Menjalankan berbagai program penanganan stunting agar jangkauannya lebih luas perlu dana yang tidak sedikit. Pemerintah menggandeng swasta dan asing karena menganggap mereka punya sumber daya yang lebih besar. Sedangkan kelemahan pemerintah dari segi anggaran. Sehingga membuka diri dalam menggaet swasta dan asing akhirnya dipilih.
Namun adakah makan siang gratis dalam setiap kerja sama dengan para kapitalis? Tentu jawabannya jelas tidak ada. Rakyat patut waspada segala bentuk kerja sama dengan asing. Ini karena ada potensi untuk menjadi pintu masuknya berbagai program asing guna mengeksploitasi potensi generasi, membawa budaya dan nilai-nilai liberal yang bertentangan, serta mengarahkan pembangunan SDM sesuai kepentingan asing.
Bahkan dalam program ini pemerintah menggandeng asing semisal USAID yang merupakan lembaga pembangunan internasional AS bertujuan untuk mendukung kebijakan-kebijakan luar negeri AS di negeri-negeri sasarannya. Tentunya lewat kerjasama ini AS sudah memiliki target untuk menjaga kepentingannya di Indonesia.
Semua ini semakin menegaskan bahwa pemerintah berlepas tangan dalam menyejahterakan rakyat dan menyerahkan pengurusan rakyat pada swasta dan asing. Memerangi stunting dengan menggandeng asing sejatinya bukanlah solusi bagi negeri.
Islam adalah satu-satunya harapan untuk memberantas stunting. Islam mewajibkan negara untuk menjamin kesejahteraan setiap individu rakyat, termasuk anak-anak. Islam mengharuskan Khalifah sebagai kepala negara bertanggung jawab melayani kebutuhan rakyat, termasuk dalam mencegah adanya stunting.

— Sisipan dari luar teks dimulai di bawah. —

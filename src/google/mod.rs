//! Google Workspace remote surface (Sheets, Forms, Drive).
//!
//! Tools describe what they want as a [`RemoteOp`]; a [`RemoteBackend`]
//! carries it out with a credential and hands back the raw JSON response.

pub mod handle;
pub mod ops;

use async_trait::async_trait;
use reqwest::Client;
use serde_json::Value;

use crate::auth::Credential;
use crate::error::RemoteError;

pub use handle::ServiceHandle;
pub use ops::{Endpoints, RemoteOp, RequestSpec, Service};

#[async_trait]
pub trait RemoteBackend: Send + Sync {
    async fn execute(&self, credential: &Credential, op: &RemoteOp) -> Result<Value, RemoteError>;
}

/// REST implementation of [`RemoteBackend`].
pub struct GoogleWorkspace {
    http: Client,
    endpoints: Endpoints,
}

impl GoogleWorkspace {
    pub fn new(http: Client) -> Self {
        Self::with_endpoints(http, Endpoints::default())
    }

    pub fn with_endpoints(http: Client, endpoints: Endpoints) -> Self {
        Self { http, endpoints }
    }
}

#[async_trait]
impl RemoteBackend for GoogleWorkspace {
    async fn execute(&self, credential: &Credential, op: &RemoteOp) -> Result<Value, RemoteError> {
        let handle = ServiceHandle::new(&self.http, op.service(), &credential.access_token);
        let created = handle.send(op.request(&self.endpoints)?).await?;

        if let RemoteOp::CreateForm {
            description: Some(description),
            ..
        } = op
        {
            if !description.is_empty() {
                let form_id = created
                    .get("formId")
                    .and_then(Value::as_str)
                    .ok_or_else(|| RemoteError::Decode {
                        service: Service::Forms.label(),
                        reason: "forms.create response has no formId".to_string(),
                    })?;
                let spec = ops::form_description_request(&self.endpoints, form_id, description)?;
                if let Err(err) = handle.send(spec).await {
                    log::warn!("Form {} created without its description: {}", form_id, err);
                    return Err(RemoteError::FormDescription {
                        form_id: form_id.to_string(),
                        source: Box::new(err),
                    });
                }
            }
        }

        Ok(created)
    }
}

Khalifah akan memperhatikan kualitas generasi karena generasilah yang akan membangun peradaban masa yang akan datang. Dengan penerapan sistem ekonomi Islam, negara akan mengatur kepemilikan negara dan mewajibkan pengelolaan kekayaan alam untuk kesejahteraan rakyat. Dengan demikian, negara akan memiliki sumber pendapatan yang besar, sehingga rakyat individu per individu terpenuhi kebutuhan hidupnya dan terhindar dari kemiskinan. Dengan dukungan sistem kesehatan dan sistem lainnya, negara Islam mampu memberantas stunting dengan tuntas.
Kehadiran pemerintah dan negara adalah wajib mengurusi pemenuhan kebutuhan dasar setiap individu publik. Setiap kebutuhan individu masyarakat akan terpenuhi secara makruf. Demikian pula, negara tidak boleh melakukan kerja sama dengan asing untuk mengatasi stunting karena berpotensi masuk ke dalam perangkap kepentingan mereka.